Former U.S. Ambassador to the United Nations Donald McHenry urged the nation to get its domestic house in order during addresses this week at Illinois Wesleyan and Illinois State universities, as part of the Adlai Stevenson lecture series.

"I don't know of any student of political science who would say that you could exercise power or responsibility if you yourself are weak, your institutions are at risk and where there is such divisiveness as appears in the United States today," said McHenry.

McHenry was the U.S. representative to the U.N. during the Carter administration; he is a 1957 graduate of ISU.

He said the challenge of getting the country's domestic affairs in order is complicated by the fact that there is no pause in conducting foreign relations at the same time. He said the U.S. is "not on this planet alone and we cannot resolve the problems we face alone."

Lessons of pandemic

McHenry offered the pandemic as an example of the truth of connectedness that should teach the nation several things about foreign policy. The fast spread of the virus around the globe and later worldwide supply chain issues that kicked off during the shutdown are things to guard against in the future.

"So, the lesson I think we ought to draw is not that globalization is bad, it is that globalization done to excess is bad. We still need some independent capability,” said McHenry.

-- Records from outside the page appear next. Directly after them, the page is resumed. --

//! Client-side route model and the fail-closed navigation guard.

/// Admin area pages.
#[derive(Debug, Clone, Copy, PartialEq, Eq)]
pub enum AdminPage {
    Dashboard,
    Students,
    Alumni,
}

/// Navigable routes.
#[derive(Debug, Clone, Copy, PartialEq, Eq)]
pub enum Route {
    Login,
    Dashboard,
    Assessment,
    Profile,
    Admin(AdminPage),
}

impl Route {
    pub fn path(&self) -> &'static str {
        match self {
            Route::Login => "/login",
            Route::Dashboard => "/dashboard",
            Route::Assessment => "/assessment",
            Route::Profile => "/profile",
            Route::Admin(AdminPage::Dashboard) => "/admin/dashboard",
            Route::Admin(AdminPage::Students) => "/admin/students",
            Route::Admin(AdminPage::Alumni) => "/admin/alumni",
        }
    }

    /// Everything except the login view requires an authenticated session.
    pub fn is_protected(&self) -> bool {
        !matches!(self, Route::Login)
    }
}

/// Outcome of resolving a requested path.
#[derive(Debug, Clone, Copy, PartialEq, Eq)]
pub enum Resolution {
    Render(Route),
    Redirect(Route),
}

/// Resolves a requested path against the authentication state.
///
/// Unauthenticated access to a protected route redirects to login, and so
/// does any unknown path. Denying by default means a typo can never land
/// on a protected view.
pub fn resolve(path: &str, authenticated: bool) -> Resolution {
    let normalized = path.trim_end_matches('/');
    let normalized = if normalized.is_empty() {
        "/"
    } else {
        normalized
    };

    let route = match normalized {
        "/" if authenticated => return Resolution::Redirect(Route::Dashboard),
        "/login" => Route::Login,
        "/dashboard" => Route::Dashboard,
        "/assessment" => Route::Assessment,
        "/profile" => Route::Profile,
        "/admin" if authenticated => {
            return Resolution::Redirect(Route::Admin(AdminPage::Dashboard));
        }
        "/admin/dashboard" => Route::Admin(AdminPage::Dashboard),
        "/admin/students" => Route::Admin(AdminPage::Students),
        "/admin/alumni" => Route::Admin(AdminPage::Alumni),
        _ => return Resolution::Redirect(Route::Login),
    };

    if route.is_protected() && !authenticated {
        Resolution::Redirect(Route::Login)
    } else {
        Resolution::Render(route)
    }
}

/// Landing route after a successful login.
///
/// Students who have not completed the assessment land on the wizard;
/// everyone else lands on the dashboard.
pub fn post_login_route(is_student: bool, assessment_completed: bool) -> Route {
    if is_student && !assessment_completed {
        Route::Assessment
    } else {
        Route::Dashboard
    }
}
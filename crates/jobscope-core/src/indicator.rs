//! The competency indicator table and the shared radar transformation.
//!
//! Every chart widget consumes the same score-to-series mapping; the table
//! below is the single place a new indicator gets added.

use crate::student::AssessmentScores;
use serde::{Deserialize, Serialize};

/// Upper bound of the assessment score scale.
pub const MAX_SCORE: f64 = 5.0;

/// Backend score field addressed by an indicator.
#[derive(Debug, Clone, Copy, PartialEq, Eq)]
pub enum ScoreKey {
    Python,
    Java,
    Sql,
    BigdataFrameworks,
    ProblemSolving,
    Teamwork,
    Communication,
    Resilience,
}

/// One axis of the radar model.
#[derive(Debug, Clone, Copy)]
pub struct Indicator {
    pub label: &'static str,
    pub key: ScoreKey,
    pub max: f64,
}

/// The K-S-Q competency model axes, in display order.
pub const INDICATORS: [Indicator; 8] = [
    Indicator {
        label: "Python",
        key: ScoreKey::Python,
        max: MAX_SCORE,
    },
    Indicator {
        label: "Java",
        key: ScoreKey::Java,
        max: MAX_SCORE,
    },
    Indicator {
        label: "SQL",
        key: ScoreKey::Sql,
        max: MAX_SCORE,
    },
    Indicator {
        label: "Big Data Frameworks",
        key: ScoreKey::BigdataFrameworks,
        max: MAX_SCORE,
    },
    Indicator {
        label: "Problem Solving",
        key: ScoreKey::ProblemSolving,
        max: MAX_SCORE,
    },
    Indicator {
        label: "Teamwork",
        key: ScoreKey::Teamwork,
        max: MAX_SCORE,
    },
    Indicator {
        label: "Communication",
        key: ScoreKey::Communication,
        max: MAX_SCORE,
    },
    Indicator {
        label: "Resilience",
        key: ScoreKey::Resilience,
        max: MAX_SCORE,
    },
];

/// Industry-average reference series, aligned with [`INDICATORS`].
pub const INDUSTRY_AVERAGE: [f64; 8] = [3.5, 3.8, 3.5, 3.2, 4.0, 4.2, 3.8, 4.0];

impl AssessmentScores {
    /// Score for a single indicator key.
    pub fn score(&self, key: ScoreKey) -> f64 {
        match key {
            ScoreKey::Python => self.python_score,
            ScoreKey::Java => self.java_score,
            ScoreKey::Sql => self.sql_score,
            ScoreKey::BigdataFrameworks => self.bigdata_frameworks_score,
            ScoreKey::ProblemSolving => self.problem_solving_score,
            ScoreKey::Teamwork => self.teamwork_score,
            ScoreKey::Communication => self.communication_score,
            ScoreKey::Resilience => self.resilience_score,
        }
    }
}

/// One axis descriptor in chart-ready form.
#[derive(Debug, Clone, PartialEq, Serialize, Deserialize)]
pub struct RadarAxis {
    pub name: String,
    pub max: f64,
}

/// Chart-ready radar series.
#[derive(Debug, Clone, Default, PartialEq, Serialize, Deserialize)]
pub struct RadarSeries {
    pub axes: Vec<RadarAxis>,
    pub values: Vec<f64>,
}

/// Maps assessment scores into the chart-ready series all radar widgets
/// consume. `None` produces an empty series, which widgets render as a
/// cleared chart.
pub fn radar_series(assessment: Option<&AssessmentScores>) -> RadarSeries {
    let Some(assessment) = assessment else {
        return RadarSeries::default();
    };

    let mut series = RadarSeries {
        axes: Vec::with_capacity(INDICATORS.len()),
        values: Vec::with_capacity(INDICATORS.len()),
    };
    for indicator in INDICATORS {
        series.axes.push(RadarAxis {
            name: indicator.label.to_string(),
            max: indicator.max,
        });
        series.values.push(assessment.score(indicator.key));
    }
    series
}

#[cfg(test)]
mod tests {
    use super::*;

    #[test]
    fn test_radar_series_covers_every_indicator() {
        let assessment = AssessmentScores {
            python_score: 4.0,
            resilience_score: 2.5,
            ..Default::default()
        };
        let series = radar_series(Some(&assessment));
        assert_eq!(series.axes.len(), INDICATORS.len());
        assert_eq!(series.values.len(), INDICATORS.len());
        assert_eq!(series.values[0], 4.0);
        assert_eq!(*series.values.last().unwrap(), 2.5);
        assert!(series.axes.iter().all(|axis| axis.max == MAX_SCORE));
    }

    #[test]
    fn test_no_assessment_yields_empty_series() {
        let series = radar_series(None);
        assert!(series.axes.is_empty());
        assert!(series.values.is_empty());
    }

    #[test]
    fn test_reference_series_is_aligned() {
        assert_eq!(INDUSTRY_AVERAGE.len(), INDICATORS.len());
    }
}
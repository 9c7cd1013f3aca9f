//! The shared application store.
//!
//! `AppStore` is the single mutable owner of all cross-widget state. Widgets
//! read slices through [`AppStore::read`] and request changes through the
//! named actions below; they never write fields directly.
//!
//! Every derived fetch (profile, graph, timeline) carries a monotonically
//! increasing sequence tag captured at issue time. A result is applied only
//! if its tag is still current when it arrives, so the visible resource
//! always corresponds to the most recently *initiated* selection, not the
//! most recently completed fetch.

use std::sync::Arc;
use std::sync::atomic::{AtomicU64, Ordering};
use tokio::sync::{RwLock, RwLockReadGuard, broadcast};

use jobscope_core::account::{AccountUpdate, PasswordChange};
use jobscope_core::alumnus::AlumnusSummary;
use jobscope_core::assessment::AssessmentDraft;
use jobscope_core::chat::{self, ChatEntry};
use jobscope_core::error::{JobscopeError, Result};
use jobscope_core::route::{self, Route};
use jobscope_core::session::Session;
use jobscope_core::student::{StudentProfile, StudentSummary};
use jobscope_core::vault::SessionVault;
use jobscope_gateway::CareerApi;

use crate::state::{DashboardState, Slice};

const CHANGE_CHANNEL_CAPACITY: usize = 64;

/// The shared store coordinating all dashboard widgets.
pub struct AppStore {
    state: RwLock<DashboardState>,
    gateway: Arc<dyn CareerApi>,
    vault: Arc<dyn SessionVault>,
    changes: broadcast::Sender<Slice>,
    /// Staleness guards, one per derived resource
    profile_seq: AtomicU64,
    graph_seq: AtomicU64,
    timeline_seq: AtomicU64,
}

“And the tendency of our manufacturers and our business people is to simply pack up things and go to a foreign country where labor is cheaper, or where there aren't unions. And to do that, without regard to the weakness in which we find ourselves, is bad.”

Ukraine success

Ukrainian battlefield success has limited the possibilities for negotiation to end the war with Russia, said McHenry. Russia has turned down multiple off ramps to end the war, even after it became clear it would not be a quick war. Now, Ukraine is not willing to give up territory, but Russian President Vladimir Putin needs something to position as a win.

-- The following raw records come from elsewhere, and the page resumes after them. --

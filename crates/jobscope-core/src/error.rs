//! Error types for the Jobscope application.

use serde::{Deserialize, Serialize};
use thiserror::Error;

/// A shared error type for the entire Jobscope application.
///
/// This provides typed, structured error variants with automatic conversion
/// from common error types via the `From` trait.
#[derive(Error, Debug, Clone, Serialize, Deserialize)]
pub enum JobscopeError {
    /// The gateway did not respond at all (DNS, connect, timeout)
    #[error("Gateway unreachable: {message}")]
    Unreachable { message: String },

    /// The gateway responded with a non-success HTTP status
    #[error("Gateway error ({status:?}): {message}")]
    Gateway {
        status: Option<u16>,
        message: String,
    },

    /// Authentication failure (bad credentials, expired token)
    #[error("Authentication failed: {0}")]
    Auth(String),

    /// Entity not found error with type information
    #[error("Entity not found: {entity_type} '{id}'")]
    NotFound {
        entity_type: &'static str,
        id: String,
    },

    /// Durable storage error (session vault, file system)
    #[error("Storage error: {message}")]
    Storage { message: String },

    /// Serialization/deserialization error
    #[error("Serialization error: {format} - {message}")]
    Serialization {
        format: String, // "TOML", "JSON", etc.
        message: String,
    },

    /// Internal error (should not happen in normal operation)
    #[error("Internal error: {0}")]
    Internal(String),
}

impl JobscopeError {
    // ============================================================================
    // Constructor helpers
    // ============================================================================

    /// Creates an Unreachable error
    pub fn unreachable(message: impl Into<String>) -> Self {
        Self::Unreachable {
            message: message.into(),
        }
    }

    /// Creates a Gateway error
    pub fn gateway(status: Option<u16>, message: impl Into<String>) -> Self {
        Self::Gateway {
            status,
            message: message.into(),
        }
    }

    /// Creates an Auth error
    pub fn auth(message: impl Into<String>) -> Self {
        Self::Auth(message.into())
    }

    /// Creates a NotFound error
    pub fn not_found(entity_type: &'static str, id: impl Into<String>) -> Self {
        Self::NotFound {
            entity_type,
            id: id.into(),
        }
    }

    /// Creates a Storage error
    pub fn storage(message: impl Into<String>) -> Self {
        Self::Storage {
            message: message.into(),
        }
    }

    /// Creates an Internal error
    pub fn internal(message: impl Into<String>) -> Self {
        Self::Internal(message.into())
    }

    // ============================================================================
    // Type checking methods
    // ============================================================================

    /// Check if this is an Unreachable error
    pub fn is_unreachable(&self) -> bool {
        matches!(self, Self::Unreachable { .. })
    }

    /// Check if this is an Auth error
    pub fn is_auth(&self) -> bool {
        matches!(self, Self::Auth(_))
    }

    /// Check if this is a NotFound error
    pub fn is_not_found(&self) -> bool {
        matches!(self, Self::NotFound { .. })
    }

    /// The human-readable message widgets surface for this error.
    ///
    /// Unreachable gateways collapse to a generic connection message so that
    /// transport details never leak into the UI.
    pub fn user_message(&self) -> String {
        match self {
            Self::Unreachable { .. } => {
                "Connection failed. Please check the network and try again.".to_string()
            }
            Self::Gateway { message, .. } => message.clone(),
            Self::Auth(message) => message.clone(),
            Self::NotFound { entity_type, id } => format!("{} '{}' was not found", entity_type, id),
            Self::Storage { .. } | Self::Serialization { .. } | Self::Internal(_) => {
                "Something went wrong. Please try again later.".to_string()
            }
        }
    }
}

// ============================================================================
// From implementations for automatic conversion
// ============================================================================

impl From<std::io::Error> for JobscopeError {
    fn from(err: std::io::Error) -> Self {
        Self::Storage {
            message: format!("{} (kind: {:?})", err, err.kind()),
        }
    }
}

impl From<serde_json::Error> for JobscopeError {
    fn from(err: serde_json::Error) -> Self {
        Self::Serialization {
            format: "JSON".to_string(),
            message: err.to_string(),
        }
    }
}

impl From<toml::de::Error> for JobscopeError {
    fn from(err: toml::de::Error) -> Self {
        Self::Serialization {
            format: "TOML".to_string(),
            message: err.to_string(),
        }
    }
}

impl From<toml::ser::Error> for JobscopeError {
    fn from(err: toml::ser::Error) -> Self {
        Self::Serialization {
            format: "TOML".to_string(),
            message: err.to_string(),
        }
    }
}

/// Conversion from anyhow::Error (transitional, should be removed eventually)
impl From<anyhow::Error> for JobscopeError {
    fn from(err: anyhow::Error) -> Self {
        Self::Internal(err.to_string())
    }
}

/// A type alias for `Result<T, JobscopeError>`.
pub type Result<T> = std::result::Result<T, JobscopeError>;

"Perhaps some kind of greater autonomy for the Russian-speaking part of Ukraine; not independence, not a separate state, but some kind of greater self-government or autonomy," said McHenry.

Attrition, though, could promote peace talks. He said military conscription may increase pressure on Putin to negotiate.

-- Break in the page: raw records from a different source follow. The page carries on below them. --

//! Typst report generation.
//!
//! Orchestrates placeholder resolution: takes a Typst template (either the
//! built-in default or a custom file via `[report] template_path`), resolves
//! all `{{PLACEHOLDER}}` markers using helpers from `chart_svg` and `tables`,
//! and writes the final `.typ` file.

pub mod chart_svg;
pub mod default_template;
pub mod tables;

use chrono::NaiveDate;
use std::fs;

use crate::domain::error::LendsimError;
use crate::domain::interest::Forecast;
use crate::domain::portfolio::Portfolio;
use crate::domain::token::Direction;
use crate::ports::report_port::ReportPort;

/// Resolve all forecast placeholders in `template`.
pub fn resolve_forecast(template: &str, forecast: &Forecast, start_date: Option<NaiveDate>) -> String {
    let mut output = template.to_string();

    output = output.replace("{{FORECAST_SUMMARY}}", &tables::render_forecast_summary(forecast));

    let svg = chart_svg::generate_growth_svg(&forecast.series);
    let chart = if svg.is_empty() {
        "_No growth data._".to_string()
    } else {
        format!(
            "#image.decode(\n\"{}\",\n  width: 100%,\n)",
            svg.replace('\\', "\\\\").replace('"', "\\\"")
        )
    };
    output = output.replace("{{GROWTH_CHART_SVG}}", &chart);

    output = output.replace(
        "{{GROWTH_TABLE}}",
        &tables::render_growth_table(&forecast.series, start_date),
    );

    output
}

/// Resolve all portfolio placeholders in `template`.
pub fn resolve_portfolio(template: &str, portfolio: &Portfolio, projection_days: u32) -> String {
    let mut output = template.to_string();

    let summary = if portfolio.is_empty() {
        "_No positions yet. Supply or borrow assets to populate the portfolio._\n".to_string()
    } else {
        tables::render_portfolio_summary(portfolio, projection_days)
    };
    output = output.replace("{{PORTFOLIO_SUMMARY}}", &summary);
    output = output.replace(
        "{{SUPPLIED_TABLE}}",
        &tables::render_positions_table(portfolio.supplied(), Direction::Supply),
    );
    output = output.replace(
        "{{BORROWED_TABLE}}",
        &tables::render_positions_table(portfolio.borrowed(), Direction::Borrow),
    );
    output = output.replace("{{ALLOCATION_TABLE}}", &tables::render_allocation_table(portfolio));

    output
}

/// [`ReportPort`] writing Typst markup to disk.
#[derive(Debug, Clone, Default)]
pub struct TypstReportAdapter {
    template: Option<String>,
    start_date: Option<NaiveDate>,
}

impl TypstReportAdapter {
    pub fn new() -> Self {
        Self::default()
    }

    /// Use `template` instead of the built-in one.
    pub fn with_template(mut self, template: String) -> Self {
        self.template = Some(template);
        self
    }

    /// Label growth milestones with calendar dates counted from `start_date`.
    pub fn with_start_date(mut self, start_date: NaiveDate) -> Self {
        self.start_date = Some(start_date);
        self
    }
}

impl ReportPort for TypstReportAdapter {
    fn write_forecast(&self, forecast: &Forecast, output_path: &str) -> Result<(), LendsimError> {
        let template = self
            .template
            .as_deref()
            .unwrap_or(default_template::forecast_template());
        let content = resolve_forecast(template, forecast, self.start_date);
        fs::write(output_path, content)?;
        Ok(())
    }

    fn write_portfolio(
        &self,
        portfolio: &Portfolio,
        projection_days: u32,
        output_path: &str,
    ) -> Result<(), LendsimError> {
        let template = self
            .template
            .as_deref()
            .unwrap_or(default_template::portfolio_template());
        let content = resolve_portfolio(template, portfolio, projection_days);
        fs::write(output_path, content)?;
        Ok(())
    }
}

#[cfg(test)]
mod tests {
    use super::*;
    use crate::domain::position::Position;
    use crate::domain::rates::{RateQuote, RateSource};
    use tempfile::TempDir;

    fn sample_forecast() -> Forecast {
        Forecast::compute(
            "USDC",
            Direction::Borrow,
            500.0,
            90,
            RateQuote {
                percent: 4.15,
                source: RateSource::Fallback,
            },
        )
    }

    fn sample_portfolio() -> Portfolio {
        Portfolio::new()
            .record_supply(Position::new("DAI", 200.0, 1.0, 2.5))
            .record_borrow(Position::new("USDC", 100.0, 1.0, 4.15))
    }

    #[test]
    fn forecast_default_template_no_placeholders_remain() {
        let output = resolve_forecast(default_template::forecast_template(), &sample_forecast(), None);
        assert!(
            !output.contains("{{"),
            "unresolved placeholder in output: {output}"
        );
        assert!(output.contains("= Yield Forecast"));
        assert!(output.contains("#image.decode("));
        assert!(output.contains("[Borrow APR], [4.150% (fallback)]"));
    }

    #[test]
    fn forecast_svg_quotes_are_escaped() {
        let output = resolve_forecast("{{GROWTH_CHART_SVG}}", &sample_forecast(), None);
        assert!(output.contains("<svg width=\\\"600\\\""));
    }

    #[test]
    fn portfolio_default_template_no_placeholders_remain() {
        let output = resolve_portfolio(default_template::portfolio_template(), &sample_portfolio(), 365);
        assert!(!output.contains("{{"));
        assert!(output.contains("[Health Factor], [1.50 (at risk)]"));
        assert!(output.contains("[DAI], [\\$200.00], [100.0%]"));
    }

    #[test]
    fn empty_portfolio_message() {
        let output = resolve_portfolio(default_template::portfolio_template(), &Portfolio::new(), 30);
        assert!(output.contains("_No positions yet."));
        assert!(output.contains("_No supplied assets._"));
        assert!(output.contains("_No borrowed assets._"));
    }

    #[test]
    fn custom_template() {
        let custom = "= My Forecast\n{{FORECAST_SUMMARY}}";
        let output = resolve_forecast(custom, &sample_forecast(), None);
        assert!(output.starts_with("= My Forecast"));
        assert!(output.contains("#table("));
        assert!(!output.contains("{{"));
    }

    #[test]
    fn adapter_writes_files() {
        let dir = TempDir::new().unwrap();
        let forecast_path = dir.path().join("forecast.typ");
        let portfolio_path = dir.path().join("portfolio.typ");

        let adapter = TypstReportAdapter::new()
            .with_start_date(NaiveDate::from_ymd_opt(2025, 1, 1).unwrap());
        adapter
            .write_forecast(&sample_forecast(), forecast_path.to_str().unwrap())
            .unwrap();
        adapter
            .write_portfolio(&sample_portfolio(), 30, portfolio_path.to_str().unwrap())
            .unwrap();

        let forecast = fs::read_to_string(&forecast_path).unwrap();
        assert!(forecast.contains("[*Date*]"));
        assert!(forecast.contains("[Day 0], [2025-01-01], [500.00]"));
        let portfolio = fs::read_to_string(&portfolio_path).unwrap();
        assert!(portfolio.contains("= Portfolio Overview"));
    }

    #[test]
    fn adapter_custom_template() {
        let dir = TempDir::new().unwrap();
        let path = dir.path().join("custom.typ");
        let adapter = TypstReportAdapter::new().with_template("Net: {{PORTFOLIO_SUMMARY}}".into());
        adapter
            .write_portfolio(&sample_portfolio(), 30, path.to_str().unwrap())
            .unwrap();
        let content = fs::read_to_string(&path).unwrap();
        assert!(content.starts_with("Net: #table("));
    }

    #[test]
    fn adapter_write_error_is_io() {
        let adapter = TypstReportAdapter::new();
        let err = adapter
            .write_forecast(&sample_forecast(), "/nonexistent/dir/report.typ")
            .unwrap_err();
        assert!(matches!(err, LendsimError::Io(_)));
    }
}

"Once you draft, you cannot hide this war. They could do a lot of hiding because they control the media, but once you start body bags coming home, there is an opportunity even in a police state, there is an opportunity for the public to react to the situation. And I think Putin is seeing it now," said McHenry.

On the other hand, he said inflation and energy prices pushed upward by the conflict, and the ongoing cost of supplying Ukraine with weapons and other aid may weaken U.S. and European support. And Russian destruction of civilian infrastructure could weaken Ukraine's resolve.

The rise of China

McHenry also spent time discussing the rise of China both economically and as a global influencer through the use of loans to developing nations and construction of infrastructure such as ports, dams, and power plant infrastructure. He said that has fostered dependence on China by those nations and if they default on the loans used to build the infrastructure, it could lead to Chinese ownership of the facilities.

He said that strategy may not be as prominent going forward because economic growth in China itself is slowing, its population is aging, and other nations are now adapting to the strategy.

“I think the international community, which has treated China well and maybe too liberally in terms of trade, is now reacting to it. I think the next five years are going to be quite interesting in terms of the economic position of China, and that it's going to affect some of these projects,” said McHenry.

That said, he called the tariffs put in place by the Trump administration "dumb."

“No matter how Mr. Trump said he's gonna make the Chinese pay, American taxpayers, American consumers pay those tariffs in the form of higher prices on goods coming into the United States. And I think it was a bad idea,” said McHenry.

That does not mean China should have been allowed to continue the kinds of trade practices it was following, he said, but there are other ways to address the challenges.

WGLT Senior Reporter Charlie Schlenker has spent more than three award-winning decades in radio. He lives in Normal with his family.